We should remember what such expediency led us to, what such caution produced. Here is where I remain adamantly in the same spot, metaphorically as well as actually, of 10 years ago, that evening in this city. The statesmanship that went before regarded politics as a Bismarck or Machiavelli regarded it. It's all a power play; a matter, not of right or wrong, but of who's on our side, and our side defined by our interests, not our values. The notion of humanitarian intervention was the meddling of the unwise, untutored, and inexperienced.
But was it practical to let Pakistan develop as it did in the last 30 years, without asking what effect the madrassas would have on a generation educated in them? Or wise to employ the Taliban to drive the Russians out of Afghanistan? Or to ask Saddam to halt Iran? Was it really experienced statesmanship that let thousands upon thousands die in Bosnia before we intervened or turned our face from the genocide of Rwanda?
Or to form alliances with any regime, however bad, because they solve 'today' without asking whether they will imperil 'tomorrow'? This isn't statesmanship. It is just politics practiced for the most comfort and the least disturbance in the present moment.
Era of Interdependence
And this struggle we face now cannot be defeated by staying out; but by sticking in, abiding by our values, not retreating from them.
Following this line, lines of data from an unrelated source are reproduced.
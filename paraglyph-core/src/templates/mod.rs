//! Per-character outline templates and their dispatch.
//!
//! Every template is a fixed recipe laying out stroke primitives inside the
//! box `[margin, width − margin] × [0, height]` (ascenders overshoot the box
//! top). Templates read nothing but the box and the run's derived style, so
//! identical inputs always produce identical outlines.
//!
//! Dispatch is an explicit registry: [`specific`] looks a template up by
//! exact character identity; a miss falls through to the per-category
//! fallback of [`fallback`]. There is no "no shape" state — every character
//! in the repertoire yields a non-empty outline.

pub mod digits;
pub mod lowercase;
pub mod punctuation;
pub mod uppercase;

use paraglyph_graphics::types::Scalar;

use crate::pen::ContourPen;
use crate::style::DerivedParameters;

// ---------------------------------------------------------------------------
// Glyph box
// ---------------------------------------------------------------------------

/// The target drawing box of one glyph, in font design units.
#[derive(Debug, Clone, Copy, PartialEq)]
pub struct GlyphBox {
    pub width: Scalar,
    pub height: Scalar,
    pub margin: Scalar,
}

// ---------------------------------------------------------------------------
// Registry
// ---------------------------------------------------------------------------

/// A per-character outline recipe.
pub type TemplateFn = fn(&mut ContourPen, &GlyphBox, &DerivedParameters);

/// Character class used for fallback selection.
#[derive(Debug, Clone, Copy, PartialEq, Eq)]
pub enum GlyphCategory {
    Uppercase,
    Lowercase,
    Digit,
    Punctuation,
}

/// Classify a character. Anything that is not an ASCII letter or digit is
/// treated as punctuation.
#[must_use]
pub fn category(c: char) -> GlyphCategory {
    if c.is_ascii_uppercase() {
        GlyphCategory::Uppercase
    } else if c.is_ascii_lowercase() {
        GlyphCategory::Lowercase
    } else if c.is_ascii_digit() {
        GlyphCategory::Digit
    } else {
        GlyphCategory::Punctuation
    }
}

/// Look up the specific template for a character, by exact identity.
///
/// Lowercase letters without a dedicated template share their uppercase
/// recipe drawn in the x-height box.
#[must_use]
pub fn specific(c: char) -> Option<TemplateFn> {
    let f: TemplateFn = match c {
        'A' => uppercase::letter_a,
        'B' => uppercase::letter_b,
        'C' | 'c' => uppercase::letter_c,
        'D' => uppercase::letter_d,
        'E' => uppercase::letter_e,
        'F' | 'f' => uppercase::letter_f,
        'G' | 'g' => uppercase::letter_g,
        'H' | 'h' => uppercase::letter_h,
        'I' => uppercase::letter_i,
        'J' => uppercase::letter_j,
        'K' | 'k' => uppercase::letter_k,
        'L' => uppercase::letter_l,
        'M' | 'm' => uppercase::letter_m,
        'N' => uppercase::letter_n,
        'O' | 'o' => uppercase::letter_o,
        'P' | 'p' => uppercase::letter_p,
        'Q' | 'q' => uppercase::letter_q,
        'R' => uppercase::letter_r,
        'S' | 's' => uppercase::letter_s,
        'T' => uppercase::letter_t,
        'U' => uppercase::letter_u,
        'V' | 'v' => uppercase::letter_v,
        'W' | 'w' => uppercase::letter_w,
        'X' | 'x' => uppercase::letter_x,
        'Y' | 'y' => uppercase::letter_y,
        'Z' | 'z' => uppercase::letter_z,

        'a' => lowercase::letter_a,
        'b' => lowercase::letter_b,
        'd' => lowercase::letter_d,
        'e' => lowercase::letter_e,
        'i' => lowercase::letter_i,
        'j' => lowercase::letter_j,
        'l' => lowercase::letter_l,
        'n' => lowercase::letter_n,
        'r' => lowercase::letter_r,
        't' => lowercase::letter_t,
        'u' => lowercase::letter_u,

        '0' => digits::digit_0,
        '1' => digits::digit_1,
        '2' => digits::digit_2,
        '3' => digits::digit_3,
        '4' => digits::digit_4,
        '5' => digits::digit_5,
        '6' => digits::digit_6,
        '7' => digits::digit_7,
        '8' => digits::digit_8,
        '9' => digits::digit_9,

        '.' => punctuation::period,
        ',' => punctuation::comma,
        ':' => punctuation::colon,
        ';' => punctuation::semicolon,
        '!' | '?' => punctuation::exclamation,
        '(' => punctuation::paren_open,
        ')' => punctuation::paren_close,
        '/' => punctuation::slash,

        _ => return None,
    };
    Some(f)
}

/// The documented generic shape for a category with no specific template.
#[must_use]
pub fn fallback(cat: GlyphCategory) -> TemplateFn {
    match cat {
        GlyphCategory::Uppercase => uppercase::fallback,
        GlyphCategory::Lowercase => lowercase::fallback,
        GlyphCategory::Digit => digits::fallback,
        GlyphCategory::Punctuation => punctuation::fallback,
    }
}

// ---------------------------------------------------------------------------
// Tests
// ---------------------------------------------------------------------------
It is a cause that must be defeated by a better cause. That cause is one of open, tolerant, outward-looking societies in which people respect diversity and difference in which peaceful co-existence can flourish. It is a cause that has to be fought for; with hearts and minds as well as arms, of course. But fought for, nonetheless with the courage to see it through and the confidence that the cause is just, right, and the only way the future of our world can work.